Fotos: Sindialimentação/ES
Uma constante e incansável luta marca a trajetória dos trabalhadores do setor alimentício nas últimas décadas no Espírito Santo. Os momentos mais importantes dessa história são contadas no livro Trilhas: a construção da identidade e a memória social dos trabalhadores em alimentação do Espírito Santo, de autoria da jornalista Déborah Sathler, que será lançado na sexta-feira (6), às 13h, no auditório do Sindicato dos Trabalhadores em Alimentação do Espírito Santo (Sindialimentação), na Glória, em Vila Velha.
O horário de lançamento se deve justamente ao momento de intervalo de almoço para permitir a participação de trabalhadores da fábrica da Garoto, que protagonizam muitas das principais lutas da categoria. No dia 13 de março, às 16h30, a obra também será lançada no Cine Metrópolis, com presença da vice-reitora da Universidade Federal do Estado (Ufes), Ethel Maciel, buscando repercutir o resultado também no meio acadêmico para engajar alunos de diversos cursos nas lutas.
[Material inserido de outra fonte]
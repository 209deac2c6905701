use std::io::{self, BufRead, Write};

/// A single line read from the terminal after printing `msg`.
#[derive(Copy, Clone, Debug, PartialEq, Eq)]
pub struct Prompt<'a> {
    msg: &'a str,
}

impl<'a> Prompt<'a> {
    #[inline]
    pub fn new(msg: &'a str) -> Self {
        Self { msg }
    }

    /// Reads one line from stdin. Returns `None` once stdin is closed.
    pub fn read(&self) -> io::Result<Option<String>> {
        let stdin = io::stdin();
        self.read_from(&mut stdin.lock(), &mut io::stdout())
    }

    pub fn read_from<R, W>(&self, reader: &mut R, writer: &mut W) -> io::Result<Option<String>>
    where
        R: BufRead,
        W: Write,
    {
        writer.write_all(self.msg.as_bytes())?;
        writer.write_all(b": ")?;
        writer.flush()?;

        let mut string = String::new();
        if reader.read_line(&mut string)? == 0 {
            return Ok(None);
        }

        Ok(Some(string.trim().to_owned()))
    }
}
impl FromIterator<Team> for Roster {
    fn from_iter<I>(iter: I) -> Self
    where
        I: IntoIterator<Item = Team>,
    {
        let teams = iter.into_iter().collect();

        Self { teams }
    }
}

impl IntoIterator for Roster {
    type Item = Team;
    type IntoIter = IntoIter<Team>;

    #[inline]
    fn into_iter(self) -> Self::IntoIter {
        self.teams.into_iter()
    }
}

impl From<Vec<Team>> for Roster {
    #[inline]
    fn from(teams: Vec<Team>) -> Self {
        Self { teams }
    }
}

/// A place in the rotation circle.
#[derive(Copy, Clone, Debug, PartialEq, Eq, Hash)]
#[cfg_attr(feature = "serde", derive(Serialize, Deserialize))]
pub enum Spot {
    Team(TeamId),
    /// The placeholder added when the number of teams is odd. The team paired against the bye
    /// sits out for that round.
    Bye,
}

impl Spot {
    /// Returns `true` if the `Spot` is [`Bye`].
    ///
    /// # Examples
    ///
    /// ```
    /// # use court_schedule_core::Spot;
    /// assert!(Spot::Bye.is_bye());
    /// ```
    ///
    /// [`Bye`]: Self::Bye
    #[inline]
    pub fn is_bye(&self) -> bool {
        matches!(self, Self::Bye)
    }

    /// Returns the [`TeamId`] in this `Spot`, or `None` for the bye.
    #[inline]
    pub fn team(self) -> Option<TeamId> {
        match self {
            Self::Team(id) => Some(id),
            Self::Bye => None,
        }
    }
}

impl From<TeamId> for Spot {
    #[inline]
    fn from(id: TeamId) -> Self {
        Self::Team(id)
    }
}

/// A match between two teams.
///
/// The order of the teams is the order in which they were paired and is kept for display. For
/// the round-robin guarantees only the unordered [`pair`] matters.
///
/// [`pair`]: Self::pair
#[derive(Copy, Clone, Debug, PartialEq, Eq, Hash)]
#[cfg_attr(feature = "serde", derive(Serialize, Deserialize))]
pub struct Match {
    pub teams: [TeamId; 2],
}
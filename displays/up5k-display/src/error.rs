//! Display errors

/// Display error
///
/// The controller has no readback path on this board, so the only failure
/// the display layer can observe is the transport's. It is handed back
/// unchanged and never retried.
#[derive(Debug, Clone, Copy, PartialEq, Eq)]
#[cfg_attr(feature = "defmt", derive(defmt::Format))]
pub enum DisplayError<E> {
    /// Transport error while sending to the controller
    Transport(E),
}
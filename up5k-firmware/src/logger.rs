//! defmt transport over the ACIA
//!
//! The board has no debug probe, so defmt frames go out the serial console
//! and are decoded on the host with `defmt-print`.
//!
//! The SoC never enables interrupts, which makes the critical section a
//! no-op: nothing can preempt the single hart.

use core::cell::UnsafeCell;
use core::sync::atomic::{AtomicBool, Ordering};

use embedded_io::Write;
use up5k_hal_soc::{regs, Acia};

struct NoInterrupts;

critical_section::set_impl!(NoInterrupts);

// SAFETY: no interrupt source is ever enabled on this SoC and there is one
// hart, so code between acquire and release cannot be preempted
unsafe impl critical_section::Impl for NoInterrupts {
    unsafe fn acquire() -> critical_section::RawRestoreState {}

    unsafe fn release(_restore: critical_section::RawRestoreState) {}
}

#[defmt::global_logger]
struct Logger;

/// Encoder state, only touched between `acquire` and `release`
struct State {
    encoder: UnsafeCell<defmt::Encoder>,
    restore: UnsafeCell<critical_section::RestoreState>,
}

// SAFETY: every access happens inside the logger's critical section
unsafe impl Sync for State {}

static TAKEN: AtomicBool = AtomicBool::new(false);

static STATE: State = State {
    encoder: UnsafeCell::new(defmt::Encoder::new()),
    restore: UnsafeCell::new(critical_section::RestoreState::invalid()),
};

// SAFETY: defmt serializes acquire/write/flush/release per its contract and
// TAKEN rejects reentrant use
unsafe impl defmt::Logger for Logger {
    fn acquire() {
        // SAFETY: paired with the release in `release`
        let restore = unsafe { critical_section::acquire() };

        if TAKEN.load(Ordering::Relaxed) {
            panic!("defmt logger taken reentrantly");
        }
        TAKEN.store(true, Ordering::Relaxed);

        // SAFETY: inside the critical section
        unsafe {
            *STATE.restore.get() = restore;
            (*STATE.encoder.get()).start_frame(write);
        }
    }

    unsafe fn flush() {}

    unsafe fn release() {
        (*STATE.encoder.get()).end_frame(write);
        TAKEN.store(false, Ordering::Relaxed);
        critical_section::release(*STATE.restore.get());
    }

    unsafe fn write(bytes: &[u8]) {
        (*STATE.encoder.get()).write(bytes, write);
    }
}

/// Push encoded bytes to the console
///
/// A console that stops draining drops the rest of the frame.
fn write(bytes: &[u8]) {
    // SAFETY: the ACIA is only written from the logger
    let mut acia = Acia::new(unsafe { regs::acia() });
    let _ = acia.write_all(bytes);
}
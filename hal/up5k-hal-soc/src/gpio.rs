//! `gp_out` parallel output register
//!
//! One 32-bit write-only-in-spirit register drives every control line on the
//! board. [`GpOut`] hands out single bits ([`GpioBit`]) and bit fields
//! ([`GpioField`]) and tracks which bits are already claimed, so two drivers
//! never fight over the same line.

use core::cell::Cell;

use up5k_hal::OutputPin;
use vcell::VolatileCell;

/// Allocation failure
#[derive(Debug, Clone, Copy, PartialEq, Eq)]
#[cfg_attr(feature = "defmt", derive(defmt::Format))]
pub enum GpioError {
    /// Bit index 32 or above, or a field running past bit 31
    OutOfRange,
    /// At least one requested bit is already claimed
    AlreadyAllocated,
}

/// Owner of the `gp_out` register
pub struct GpOut<'a> {
    reg: &'a VolatileCell<u32>,
    /// Bitmask of claimed bits
    allocated: Cell<u32>,
}

impl<'a> GpOut<'a> {
    /// Wrap the register; the current contents are kept
    pub fn new(reg: &'a VolatileCell<u32>) -> Self {
        Self {
            reg,
            allocated: Cell::new(0),
        }
    }

    /// Claim a single bit
    pub fn pin(&self, bit: u8) -> Result<GpioBit<'a>, GpioError> {
        let mask = self.claim(bit, 1)?;
        Ok(GpioBit {
            reg: self.reg,
            mask,
        })
    }

    /// Claim `width` adjacent bits starting at `shift`
    pub fn field(&self, shift: u8, width: u8) -> Result<GpioField<'a>, GpioError> {
        let mask = self.claim(shift, width)?;
        Ok(GpioField {
            reg: self.reg,
            shift,
            mask,
        })
    }

    /// Check if a bit is claimed
    pub fn is_allocated(&self, bit: u8) -> bool {
        if bit >= 32 {
            return false;
        }
        self.allocated.get() & (1 << bit) != 0
    }

    /// Raw register value
    pub fn read(&self) -> u32 {
        self.reg.get()
    }

    fn claim(&self, shift: u8, width: u8) -> Result<u32, GpioError> {
        if width == 0 || u32::from(shift) + u32::from(width) > 32 {
            return Err(GpioError::OutOfRange);
        }
        let mask = (u32::MAX >> (32 - u32::from(width))) << shift;
        if self.allocated.get() & mask != 0 {
            return Err(GpioError::AlreadyAllocated);
        }
        self.allocated.set(self.allocated.get() | mask);
        Ok(mask)
    }
}

/// One claimed `gp_out` bit
pub struct GpioBit<'a> {
    reg: &'a VolatileCell<u32>,
    mask: u32,
}

impl OutputPin for GpioBit<'_> {
    fn set_high(&mut self) {
        self.reg.set(self.reg.get() | self.mask);
    }

    fn set_low(&mut self) {
        self.reg.set(self.reg.get() & !self.mask);
    }

    fn is_set_high(&self) -> bool {
        self.reg.get() & self.mask != 0
    }
}

/// A claimed run of adjacent `gp_out` bits, written as one value
pub struct GpioField<'a> {
    reg: &'a VolatileCell<u32>,
    shift: u8,
    mask: u32,
}

impl GpioField<'_> {
    /// Replace the field with the low bits of `value`
    pub fn write(&mut self, value: u32) {
        let bits = (value << self.shift) & self.mask;
        self.reg.set((self.reg.get() & !self.mask) | bits);
    }

    /// Current field value
    pub fn read(&self) -> u32 {
        (self.reg.get() & self.mask) >> self.shift
    }
}
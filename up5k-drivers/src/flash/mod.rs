//! Serial flash drivers

pub mod spi_nor;

pub use spi_nor::{FlashError, SpiFlash};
Não à toa, o livro vai ser lançado nas proximidades do Dia Internacional da Mulher. A luta da categoria é historicamente comandada por mulheres no Estado, tendo ficado conhecida nacionalmente como o “sindicato das meninas”. Questões como trabalho feminino e assédio são presentes na publicação. “Na fábrica havia uma cultura patriarcal, de poder, uma herança de assédio enraizada na empresa. Quantos relatos de assédios ouvi dentro da fábrica, mas nem sabia o que era assédio”, diz Cleo Sezini, trabalhadora aposentada da Garoto.
Eu sempre achei estranho aquele tratamento no ambiente de trabalho, dos chefes superiores, homens mais velhos com as jovens funcionárias, revistas masculinas em mulheres. Na hora de pegar o peso e do serviço pesado éramos todos iguais, homens e mulheres, mas na hora da relação chefe e empregado, as relações eram bem diferentes. Um universo machista, as mulheres grávidas não tinham paradas, pausas e eram demitidas. As que ficavam lesionadas não tinham seus direitos”.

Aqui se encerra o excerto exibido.